### SUPPLIED DATA
//! Component lifecycle manager.
//!
//! Owns every live watcher and registry provider of the process and is the
//! only place they are created or torn down. Components refer to each
//! other by id (`watcher.docker.<name>`, `registry.<provider>.<name>`),
//! never by handle.

use crate::directory::DeviceDirectory;
use crate::engine::EngineFactory;
use crate::metrics::WatchMetrics;
use crate::registry::{ProviderRegistry, RegistryProvider};
use crate::store::Stores;
use crate::watcher::{DeviceWatcher, WatchContext, WatchSettings, WatcherState};
use a3s_watch_core::config::{WatchConfig, WatcherConfig};
use a3s_watch_core::error::{Result, WatchError};
use a3s_watch_core::event::events;
use a3s_watch_core::{EventEmitter, WatchEvent};
use parking_lot::RwLock;
use serde::Serialize;
use std::collections::HashMap;
use std::fmt;
use std::sync::Arc;

/// Component kind
#[derive(Debug, Clone, Copy, PartialEq, Eq, Serialize)]
#[serde(rename_all = "lowercase")]
pub enum ComponentKind {
    Watcher,
    Registry,
}

impl fmt::Display for ComponentKind {
    fn fmt(&self, f: &mut fmt::Formatter<'_>) -> fmt::Result {
        match self {
            ComponentKind::Watcher => write!(f, "watcher"),
            ComponentKind::Registry => write!(f, "registry"),
        }
    }
}

/// Registration record of a live component
#[derive(Debug, Clone, PartialEq, Eq, Serialize)]
pub struct ComponentRecord {
    pub id: String,
    pub kind: ComponentKind,
    /// Watcher lifecycle state; `None` for registries
    pub state: Option<WatcherState>,
}

/// Registry and watcher registrations of one process
pub struct ComponentManager {
    ctx: WatchContext,
    watchers: RwLock<HashMap<String, Arc<DeviceWatcher>>>,
}

impl ComponentManager {
    pub fn new(ctx: WatchContext) -> Self {
        Self {
            ctx,
            watchers: RwLock::new(HashMap::new()),
        }
    }

    /// Build a manager with in-memory stores and a fresh provider registry.
    pub fn with_defaults(
        config: &WatchConfig,
        directory: Arc<dyn DeviceDirectory>,
        engines: Arc<dyn EngineFactory>,
    ) -> Result<Self> {
        Ok(Self::new(WatchContext {
            directory,
            engines,
            stores: Stores::in_memory(),
            providers: ProviderRegistry::new(),
            emitter: EventEmitter::default(),
            metrics: WatchMetrics::new()?,
            settings: WatchSettings::from_config(config),
        }))
    }

    pub fn context(&self) -> &WatchContext {
        &self.ctx
    }

    pub fn providers(&self) -> &ProviderRegistry {
        &self.ctx.providers
    }

    pub fn emitter(&self) -> &EventEmitter {
        &self.ctx.emitter
    }

    /// Register a registry provider, replacing one with the same id.
    pub async fn register_registry(
        &self,
        provider: &str,
        name: &str,
        config: &serde_json::Value,
    ) -> Result<Arc<RegistryProvider>> {
        let registered = match RegistryProvider::register(provider, name, config).await {
            Ok(registered) => Arc::new(registered),
            Err(e) => {
                tracing::error!(provider, name, error = %e, "Registry registration failed");
                return Err(e);
            }
        };
        self.ctx.providers.insert(registered.clone());
        self.emit(events::REGISTRY_REGISTERED, registered.id());
        Ok(registered)
    }

    /// Register a watcher, deregistering a previous one with the same id.
    pub async fn register_watcher(&self, config: WatcherConfig) -> Result<Arc<DeviceWatcher>> {
        let id = DeviceWatcher::component_id(&config.name);
        let previous = self.watchers.write().remove(&id);
        if let Some(previous) = previous {
            tracing::info!(watcher = %id, "Replacing registered watcher");
            previous.deregister().await;
        }

        let watcher = match DeviceWatcher::register(config, &self.ctx).await {
            Ok(watcher) => Arc::new(watcher),
            Err(e) => {
                tracing::error!(watcher = %id, error = %e, "Watcher registration failed");
                return Err(e);
            }
        };
        self.watchers.write().insert(id.clone(), watcher.clone());
        self.emit(events::WATCHER_REGISTERED, &id);
        Ok(watcher)
    }

    /// Re-register a watcher with a new configuration.
    pub async fn update_watcher(&self, config: WatcherConfig) -> Result<Arc<DeviceWatcher>> {
        let id = DeviceWatcher::component_id(&config.name);
        if !self.watchers.read().contains_key(&id) {
            return Err(WatchError::ComponentNotFound(id));
        }
        self.deregister(&id).await?;
        self.register_watcher(config).await
    }

    /// Re-register a registry provider with a new configuration.
    pub async fn update_registry(
        &self,
        provider: &str,
        name: &str,
        config: &serde_json::Value,
    ) -> Result<Arc<RegistryProvider>> {
        let id = format!("registry.{}.{}", provider.to_lowercase(), name);
        if self.ctx.providers.get(&id).is_none() {
            return Err(WatchError::ComponentNotFound(id));
        }
        self.deregister(&id).await?;
        self.register_registry(provider, name, config).await
    }

    /// Deregister a component by id.
    pub async fn deregister(&self, id: &str) -> Result<()> {
        let watcher = self.watchers.write().remove(id);
        if let Some(watcher) = watcher {
            watcher.deregister().await;
            self.emit(events::WATCHER_DEREGISTERED, id);
            return Ok(());
        }
        if self.ctx.providers.remove(id).is_some() {
            tracing::info!(id, "Registry provider deregistered");
            self.emit(events::REGISTRY_DEREGISTERED, id);
            return Ok(());
        }
        Err(WatchError::ComponentNotFound(id.to_string()))
    }

    pub fn find_watcher(&self, id: &str) -> Option<Arc<DeviceWatcher>> {
        self.watchers.read().get(id).cloned()
    }

    pub fn find_registry(&self, id: &str) -> Option<Arc<RegistryProvider>> {
        self.ctx.providers.get(id)
    }

    /// All live components, registries first, each group sorted by id.
    pub fn list(&self) -> Vec<ComponentRecord> {
        let mut registries: Vec<ComponentRecord> = self
            .ctx
            .providers
            .list()
            .iter()
            .map(|p| ComponentRecord {
                id: p.id().to_string(),
                kind: ComponentKind::Registry,
                state: None,
            })
            .collect();
        registries.sort_by(|a, b| a.id.cmp(&b.id));

        let mut watchers: Vec<ComponentRecord> = self
            .watchers
            .read()
            .values()
            .map(|w| ComponentRecord {
                id: w.id().to_string(),
                kind: ComponentKind::Watcher,
                state: Some(w.state()),
            })
            .collect();
        watchers.sort_by(|a, b| a.id.cmp(&b.id));

        registries.extend(watchers);
        registries
    }

    /// Register every registry, then every watcher, of a configuration.
    ///
    /// A failing component does not prevent the others from starting; the
    /// failures are returned with the id of the component that failed.
    pub async fn register_from_config(&self, config: &WatchConfig) -> Vec<(String, WatchError)> {
        let mut failures = Vec::new();
        for entry in &config.registries {
            if let Err(e) = self
                .register_registry(&entry.provider, &entry.name, &entry.config)
                .await
            {
                failures.push((format!("registry.{}.{}", entry.provider, entry.name), e));
            }
        }
        for watcher in &config.watchers {
            if let Err(e) = self.register_watcher(watcher.clone()).await {
                failures.push((DeviceWatcher::component_id(&watcher.name), e));
            }
        }
        tracing::info!(
            registries = self.ctx.providers.len(),
            watchers = self.watchers.read().len(),
            failures = failures.len(),
            "Components registered"
        );
        failures
    }

    /// Deregister every watcher.
    pub async fn shutdown(&self) {
        let watchers: Vec<Arc<DeviceWatcher>> =
            self.watchers.write().drain().map(|(_, w)| w).collect();
        for watcher in watchers {
            watcher.deregister().await;
            self.emit(events::WATCHER_DEREGISTERED, watcher.id());
        }
        tracing::info!("All watchers stopped");
    }

    fn emit(&self, key: &str, id: &str) {
        self.ctx
            .emitter
            .emit(WatchEvent::with_fields(key, [("id", serde_json::json!(id))]));
    }
}
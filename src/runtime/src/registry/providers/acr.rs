//! Azure Container Registry.

use super::{
    basic_credentials, https_v2, mask, missing_fields, parse_config, validation_result, AuthPull,
};
use crate::registry::client::RegistryRequest;
use a3s_watch_core::error::Result;
use a3s_watch_core::image::ImageRef;
use serde::{Deserialize, Serialize};

#[derive(Debug, Clone, Default, Serialize, Deserialize)]
#[serde(deny_unknown_fields)]
pub struct AcrConfig {
    pub clientid: Option<String>,
    pub clientsecret: Option<String>,
}

#[derive(Debug, Clone)]
pub struct Acr {
    client_id: String,
    client_secret: String,
}

impl Acr {
    pub fn from_config(component: &str, value: &serde_json::Value) -> Result<Self> {
        let config: AcrConfig = parse_config(component, value)?;
        validation_result(
            component,
            missing_fields(&[
                ("clientid", config.clientid.as_ref()),
                ("clientsecret", config.clientsecret.as_ref()),
            ]),
        )?;
        Ok(Self {
            client_id: config.clientid.unwrap_or_default(),
            client_secret: config.clientsecret.unwrap_or_default(),
        })
    }

    pub fn matches(&self, image: &ImageRef) -> bool {
        image.registry_host().ends_with("azurecr.io")
    }

    pub fn normalize(&self, image: &mut ImageRef) {
        let host = image.registry_host().to_string();
        image.registry.url = https_v2(&host);
    }

    pub fn authenticate(&self, request: RegistryRequest) -> Result<RegistryRequest> {
        request.authorization(
            "Basic",
            &basic_credentials(&self.client_id, &self.client_secret),
        )
    }

    pub fn auth_pull(&self) -> Option<AuthPull> {
        Some(AuthPull {
            username: self.client_id.clone(),
            password: self.client_secret.clone(),
        })
    }

    pub fn masked(&self) -> serde_json::Value {
        serde_json::json!({
            "clientid": self.client_id,
            "clientsecret": mask(&self.client_secret),
        })
    }
}

#[cfg(test)]
mod tests {
    use super::*;
    use a3s_watch_core::image::RegistryRef;
    use serde_json::json;

    #[test]
    fn test_match_normalize_auth() {
        let provider = Acr::from_config(
            "registry.acr.private",
            &json!({"clientid": "app-id", "clientsecret": "app-secret-value"}),
        )
        .unwrap();
        let mut img = ImageRef {
            registry: RegistryRef {
                name: String::new(),
                url: "myregistry.azurecr.io".to_string(),
            },
            name: "app".to_string(),
            ..Default::default()
        };
        assert!(provider.matches(&img));
        provider.normalize(&mut img);
        assert_eq!(img.registry.url, "https://myregistry.azurecr.io/v2");
        assert!(provider.matches(&img));

        let request = provider
            .authenticate(RegistryRequest::get("https://myregistry.azurecr.io/v2/"))
            .unwrap();
        assert!(request.authorization_header().unwrap().starts_with("Basic "));
        assert_eq!(provider.masked()["clientsecret"], "app**********lue");
    }

    #[test]
    fn test_secret_required() {
        assert!(Acr::from_config("registry.acr.private", &json!({"clientid": "a"})).is_err());
    }
}
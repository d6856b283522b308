//! A3S Watch CLI entry point.

use clap::Parser;
use tracing_subscriber::EnvFilter;

use a3s_watch_cli::commands::{dispatch, load_config, Cli};

#[tokio::main]
async fn main() {
    let cli = Cli::parse();

    let config = match load_config(cli.config.as_deref()) {
        Ok(config) => config,
        Err(e) => {
            eprintln!("Error: {e:#}");
            std::process::exit(1);
        }
    };

    // RUST_LOG wins over the configured level
    let filter = EnvFilter::try_from_default_env()
        .unwrap_or_else(|_| EnvFilter::new(config.log_level.as_filter()));
    if cli.json {
        tracing_subscriber::fmt()
            .json()
            .with_env_filter(filter)
            .with_target(false)
            .init();
    } else {
        tracing_subscriber::fmt()
            .with_env_filter(filter)
            .with_target(false)
            .init();
    }

    if let Err(e) = dispatch(cli.command, config).await {
        eprintln!("Error: {e:#}");
        std::process::exit(1);
    }
}
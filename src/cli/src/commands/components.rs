//! `a3s-watch components` command: list registered components.

use std::sync::Arc;

use a3s_watch_core::WatchConfig;
use a3s_watch_runtime::{ComponentManager, HttpEngineFactory, StaticDeviceDirectory};
use clap::Args;

use crate::output;

#[derive(Args)]
pub struct ComponentsArgs {
    /// Only display component ids
    #[arg(short, long)]
    pub quiet: bool,
}

pub async fn execute(args: ComponentsArgs, config: &WatchConfig) -> anyhow::Result<()> {
    let directory = StaticDeviceDirectory::from_config(&config.devices)?;
    let manager = ComponentManager::with_defaults(
        config,
        Arc::new(directory),
        Arc::new(HttpEngineFactory),
    )?;
    let failures = manager.register_from_config(config).await;
    let components = manager.list();

    if args.quiet {
        for component in &components {
            println!("{}", component.id);
        }
    } else {
        let mut table = output::new_table(&["ID", "KIND", "STATE"]);
        for component in &components {
            let state = component
                .state
                .map(|s| s.to_string())
                .unwrap_or_else(|| "-".to_string());
            table.add_row([component.id.clone(), component.kind.to_string(), state]);
        }
        for (id, _) in &failures {
            table.add_row([id.clone(), kind_of(id).to_string(), "failed".to_string()]);
        }
        println!("{table}");
    }

    for (id, e) in &failures {
        eprintln!("{id}: {e}");
    }
    manager.shutdown().await;
    Ok(())
}

fn kind_of(id: &str) -> &'static str {
    if id.starts_with("watcher.") {
        "watcher"
    } else {
        "registry"
    }
}
//! Image name parsing.
//!
//! Splits the image name a container was started from
//! (`ghcr.io/org/app:1.2.3`) into registry domain, repository path and tag.
//! Unlike a pull reference, nothing is defaulted: an image without a domain
//! keeps an empty domain so the provider that claims it decides how to
//! normalize it.

use a3s_watch_core::error::{Result, WatchError};

/// Default tag when none is specified.
pub const DEFAULT_TAG: &str = "latest";

/// Parsed image name.
#[derive(Debug, Clone, PartialEq, Eq)]
pub struct ImageName {
    /// Registry domain (e.g., "ghcr.io", "localhost:5000"), if present
    pub domain: Option<String>,
    /// Repository path (e.g., "nginx", "org/app")
    pub path: String,
    /// Tag, `latest` when neither a tag nor a digest is given
    pub tag: Option<String>,
    /// Digest (e.g., "sha256:abc123...")
    pub digest: Option<String>,
}

impl ImageName {
    /// Parse an image name.
    ///
    /// Supports formats:
    /// - `nginx` → path `nginx`, tag `latest`
    /// - `nginx:1.25` → path `nginx`, tag `1.25`
    /// - `ghcr.io/org/app:tag` → domain `ghcr.io`, path `org/app`
    /// - `localhost:5000/app` → domain `localhost:5000`, path `app`
    /// - `ghcr.io/org/app@sha256:abc...` → digest, no tag
    pub fn parse(name: &str) -> Result<Self> {
        let name = name.trim();
        if name.is_empty() {
            return Err(WatchError::Other("Empty image name".to_string()));
        }

        let (name_tag, digest) = match name.rfind('@') {
            Some(at) => {
                let digest = &name[at + 1..];
                if !digest.contains(':') {
                    return Err(WatchError::Other(format!(
                        "Invalid digest in image name '{}': expected algorithm:hex",
                        name
                    )));
                }
                (&name[..at], Some(digest.to_string()))
            }
            None => (name, None),
        };

        // The tag separator is the last colon after the last slash
        let last_segment_start = name_tag.rfind('/').map(|p| p + 1).unwrap_or(0);
        let (repo, tag) = match name_tag[last_segment_start..].rfind(':') {
            Some(colon) => {
                let split = last_segment_start + colon;
                (&name_tag[..split], Some(name_tag[split + 1..].to_string()))
            }
            None => (name_tag, None),
        };

        let (domain, path) = split_domain(repo);
        if path.is_empty() {
            return Err(WatchError::Other(format!(
                "Empty repository in image name '{}'",
                name
            )));
        }

        let tag = match (tag, &digest) {
            (None, None) => Some(DEFAULT_TAG.to_string()),
            (tag, _) => tag,
        };

        Ok(ImageName {
            domain,
            path: path.to_string(),
            tag,
            digest,
        })
    }
}

/// The first component is a domain when it contains a dot or a port, or is
/// `localhost`.
fn split_domain(repo: &str) -> (Option<String>, &str) {
    if let Some(slash) = repo.find('/') {
        let first = &repo[..slash];
        if first.contains('.') || first.contains(':') || first == "localhost" {
            return (Some(first.to_string()), &repo[slash + 1..]);
        }
    }
    (None, repo)
}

### WHAT TO DO
Print the records above verbatim from their first line to the line containing "use crate::metrics::WatchMetrics;", both included, and stop there.

### EXERCISE RESULT
//! Component lifecycle manager.
//!
//! Owns every live watcher and registry provider of the process and is the
//! only place they are created or torn down. Components refer to each
//! other by id (`watcher.docker.<name>`, `registry.<provider>.<name>`),
//! never by handle.

use crate::directory::DeviceDirectory;
use crate::engine::EngineFactory;
use crate::metrics::WatchMetrics;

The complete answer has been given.